A Polynesian island nation (formerly known as the Ellice Islands) in the Pacific Ocean, Tuvalu sits midway between Hawaii and Australia. Comprised of four reef islands and five atolls, it's closest maritime neighbors are Kiribati, Naru, Samoa and Fiji (all countries whose meals I've prepared!). Slightly more than 10,000 people live on this 10 square mile island, making it the 3th least populated and 4th smallest country in the world. Sadly, due to the earth's rising temperatures and global warming these low lying islands are experiencing increased risk of flooding and ecological damage that threatens their future existence.

First inhabited by Polynesians, the country was sighted by Spanish explorer Alvaro de Mendana in 1568. . By the 19 century, the country became a British protectorate, but in 1974, the islanders voted for separate dependency status from Britain and separated from the Gilbert Islands (now known as Kiribati). Finally, in 1978, the islands became an independent commonwealth. Interestingly, this island has no military force or budget and relies on the Maritme Police Surveilance Unit as needed. Close monitary ties are maintained with New Zealand  and Australia, and to a lesser degree with Japan, South Korea and the European Union.

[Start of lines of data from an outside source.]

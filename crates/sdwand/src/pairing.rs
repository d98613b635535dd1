//! Pairing handshake
//!
//! Inbound: `POST /api/link` carries exactly one base64 identity. Accepted
//! requests leave a marker under `pending/<fs-safe identity>/`. A marker whose
//! name matches case-insensitively but not exactly is treated as a forged or
//! colliding request: it is deleted and the request is refused.
//!
//! Outbound: [`PairingClient::pair`] fetches a branch's published keys,
//! records it in the [`PeerStore`], and submits our own identity to it.

use crate::peer_store::{PeerStore, StoreError};
use parking_lot::Mutex;
use sdwan_core::{Identity, IdentityError, IDENTITY_TEXT_LEN};
use std::fs;
use std::io::ErrorKind;
use std::path::{Path, PathBuf};
use std::time::Duration;
use thiserror::Error;
use tracing::{debug, info, warn};

/// Largest accepted link body: the identity plus one trailing newline
pub const MAX_LINK_BODY: usize = IDENTITY_TEXT_LEN + 1;

/// Pairing errors
#[derive(Debug, Error)]
pub enum PairingError {
    #[error("Content-Length {0:?} outside {IDENTITY_TEXT_LEN}..={MAX_LINK_BODY}")]
    BadLength(Option<u64>),
    #[error("Malformed identity: {0}")]
    Malformed(#[from] IdentityError),
    #[error("Pending link '{existing}' collides with {requested}")]
    Conflict { existing: String, requested: Identity },
    #[error("Failed to remove conflicting pending link {path}: {source}")]
    Invariant {
        path: PathBuf,
        source: std::io::Error,
    },
    #[error("IO error: {0}")]
    Io(#[from] std::io::Error),
    #[error("Invalid pairing target '{0}'")]
    BadTarget(String),
    #[error("Refusing to pair with our own identity")]
    SelfPair,
    #[error("HTTP error: {0}")]
    Http(#[from] reqwest::Error),
    #[error("{url} responded with {status}")]
    Status {
        url: String,
        status: reqwest::StatusCode,
    },
    #[error("Store error: {0}")]
    Store(#[from] StoreError),
}

/// Validate a link request's Content-Length before touching the body
pub fn check_content_length(length: Option<u64>) -> Result<(), PairingError> {
    match length {
        Some(n) if (IDENTITY_TEXT_LEN as u64..=MAX_LINK_BODY as u64).contains(&n) => Ok(()),
        other => Err(PairingError::BadLength(other)),
    }
}

/// Decode the identity carried by a link request body
pub fn parse_link_body(body: &[u8]) -> Result<Identity, PairingError> {
    let text =
        std::str::from_utf8(body).map_err(|e| IdentityError::Base64(e.to_string()))?;
    Ok(text.parse()?)
}

/// Result of accepting a link request
#[derive(Clone, Copy, Debug, PartialEq, Eq)]
pub enum LinkOutcome {
    Created,
    /// The exact same identity was already pending
    AlreadyPending,
}

/// Markers for inbound link requests awaiting an operator
pub struct PendingLinks {
    root: PathBuf,
    // scan-then-create must not interleave between requests
    lock: Mutex<()>,
}

impl PendingLinks {
    pub fn new(root: impl Into<PathBuf>) -> Self {
        Self {
            root: root.into(),
            lock: Mutex::new(()),
        }
    }

    pub fn root(&self) -> &Path {
        &self.root
    }

    /// Record a pending link for `identity`
    pub fn submit(&self, identity: &Identity) -> Result<LinkOutcome, PairingError> {
        let _guard = self.lock.lock();
        let wanted = identity.to_path();

        match fs::read_dir(&self.root) {
            Ok(entries) => {
                for entry in entries {
                    let entry = entry?;
                    let name = entry.file_name();
                    let name = name.to_string_lossy();
                    if name == wanted {
                        debug!("Link from {} already pending", identity.short());
                        return Ok(LinkOutcome::AlreadyPending);
                    }
                    if name.eq_ignore_ascii_case(&wanted) {
                        warn!(
                            "Pending link '{}' matches {} case-insensitively; rejecting and deleting",
                            name, identity
                        );
                        let path = entry.path();
                        remove_marker(&path)
                            .map_err(|source| PairingError::Invariant { path, source })?;
                        return Err(PairingError::Conflict {
                            existing: name.into_owned(),
                            requested: *identity,
                        });
                    }
                }
            }
            Err(e) if e.kind() == ErrorKind::NotFound => {}
            Err(e) => return Err(e.into()),
        }

        fs::create_dir_all(self.root.join(&wanted))?;
        info!("Pending link from {}", identity);
        Ok(LinkOutcome::Created)
    }

    /// Identities with a pending link, in name order
    pub fn list(&self) -> Result<Vec<Identity>, PairingError> {
        let entries = match fs::read_dir(&self.root) {
            Ok(entries) => entries,
            Err(e) if e.kind() == ErrorKind::NotFound => return Ok(Vec::new()),
            Err(e) => return Err(e.into()),
        };

        let mut pending = Vec::new();
        for entry in entries {
            let name = entry?.file_name();
            let name = name.to_string_lossy();
            match Identity::from_path(&name) {
                Ok(identity) => pending.push(identity),
                Err(e) => warn!("Ignoring pending entry '{}': {}", name, e),
            }
        }
        pending.sort();
        Ok(pending)
    }
}

fn remove_marker(path: &Path) -> std::io::Result<()> {
    if path.is_dir() {
        fs::remove_dir_all(path)
    } else {
        fs::remove_file(path)
    }
}

/// Outcome of an outbound pairing
#[derive(Clone, Debug, PartialEq, Eq)]
pub struct Paired {
    pub identity: Identity,
    pub host: String,
    /// `false` when the peer was already in the store
    pub registered: bool,
}

/// Client side of the handshake
pub struct PairingClient {
    http: reqwest::Client,
}

impl PairingClient {
    pub fn new(timeout: Duration) -> Result<Self, PairingError> {
        let http = reqwest::Client::builder()
            .timeout(timeout)
            .user_agent(concat!("sdwand/", env!("CARGO_PKG_VERSION")))
            .build()?;
        Ok(Self { http })
    }

    async fn fetch(&self, url: &str) -> Result<String, PairingError> {
        let response = self.http.get(url).send().await?;
        if !response.status().is_success() {
            return Err(PairingError::Status {
                url: url.to_string(),
                status: response.status(),
            });
        }
        Ok(response.text().await?)
    }

    /// Pair with the branch at `target` (`host` or `host:port`)
    pub async fn pair(
        &self,
        target: &str,
        local: &Identity,
        store: &PeerStore,
    ) -> Result<Paired, PairingError> {
        let base = reqwest::Url::parse(&format!("http://{}", target))
            .map_err(|_| PairingError::BadTarget(target.to_string()))?;
        let host = base
            .host_str()
            .map(|h| h.trim_start_matches('[').trim_end_matches(']').to_string())
            .ok_or_else(|| PairingError::BadTarget(target.to_string()))?;
        let base = base.as_str().trim_end_matches('/').to_string();

        let identity: Identity = self
            .fetch(&format!("{}/api/keys/wireguard", base))
            .await?
            .parse()?;
        if identity == *local {
            return Err(PairingError::SelfPair);
        }
        let ssh_keys = self.fetch(&format!("{}/api/keys/ssh", base)).await?;
        info!("Got public keys from {} - wg: {}", target, identity);

        let registered = store.register(identity, Some(&host), Some(&ssh_keys))?;

        let url = format!("{}/api/link", base);
        let response = self
            .http
            .post(&url)
            .body(local.to_base64())
            .send()
            .await?;
        if !response.status().is_success() {
            return Err(PairingError::Status {
                url,
                status: response.status(),
            });
        }

        Ok(Paired {
            identity,
            host,
            registered,
        })
    }
}

#[cfg(test)]
mod tests {
    use super::*;
    use tempfile::tempdir;

    fn lettered() -> Identity {
        // plenty of letters in the base64 form
        Identity::from_bytes([0x61; 32])
    }

    fn swap_case(s: &str) -> String {
        s.chars()
            .map(|c| {
                if c.is_ascii_lowercase() {
                    c.to_ascii_uppercase()
                } else {
                    c.to_ascii_lowercase()
                }
            })
            .collect()
    }

    #[test]
    fn test_content_length_bounds() {
        assert!(check_content_length(Some(44)).is_ok());
        assert!(check_content_length(Some(45)).is_ok());
        assert!(matches!(
            check_content_length(Some(43)),
            Err(PairingError::BadLength(Some(43)))
        ));
        assert!(check_content_length(Some(46)).is_err());
        assert!(check_content_length(None).is_err());
    }

    #[test]
    fn test_parse_link_body() {
        let id = lettered();
        assert_eq!(parse_link_body(id.to_base64().as_bytes()).unwrap(), id);
        assert_eq!(
            parse_link_body(format!("{}\n", id).as_bytes()).unwrap(),
            id
        );
        assert!(parse_link_body(&[b'!'; 44]).is_err());
        assert!(parse_link_body(&[0xff; 44]).is_err());
    }

    #[test]
    fn test_submit_creates_marker() {
        let dir = tempdir().unwrap();
        let pending = PendingLinks::new(dir.path().join("pending"));
        let id = lettered();

        assert_eq!(pending.submit(&id).unwrap(), LinkOutcome::Created);
        assert!(dir.path().join("pending").join(id.to_path()).is_dir());
        assert_eq!(pending.submit(&id).unwrap(), LinkOutcome::AlreadyPending);
        assert_eq!(pending.list().unwrap(), vec![id]);
    }

    #[test]
    fn test_case_collision_rejected_and_removed() {
        let dir = tempdir().unwrap();
        let root = dir.path().join("pending");
        let id = lettered();
        let forged = swap_case(&id.to_path());
        assert_ne!(forged, id.to_path());
        fs::create_dir_all(root.join(&forged)).unwrap();

        let pending = PendingLinks::new(&root);
        let err = pending.submit(&id).unwrap_err();
        assert!(matches!(err, PairingError::Conflict { ref existing, .. } if *existing == forged));
        assert!(!root.join(&forged).exists());
        assert!(!root.join(id.to_path()).exists());

        // the next request goes through
        assert_eq!(pending.submit(&id).unwrap(), LinkOutcome::Created);
    }

    #[test]
    fn test_list_without_directory() {
        let dir = tempdir().unwrap();
        let pending = PendingLinks::new(dir.path().join("missing"));
        assert!(pending.list().unwrap().is_empty());
    }
}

Cuisine in Tuvalu is limited by the country's lack of fertile soil and the stress on fishing resources due to an increasing population. Pulaka, a tuber grown underground in composted soil is the main source of carbohydrates and fish, coconut crabs, turtle and sea birds supply protein. Bananas, breadfruit, coconut and coconut milk. In addition, only about 1,000 tourists per year visit the island due the country's remote location, so for the most part, simple, traditional food is the staple of Tuvalian people.


Dice a ripe pineapple
 Dice a ripe papaya
 I combined grated ginger, grated and zested lemon for texture and flavor
 Lemon juice and sugar are the only additional ingredients
 Combine everything in a pot, bring to a boil and cook until mixture reaches 244 F
 A golden spoonful of marmalade lusciousness - eat as is, on toast or use on pork!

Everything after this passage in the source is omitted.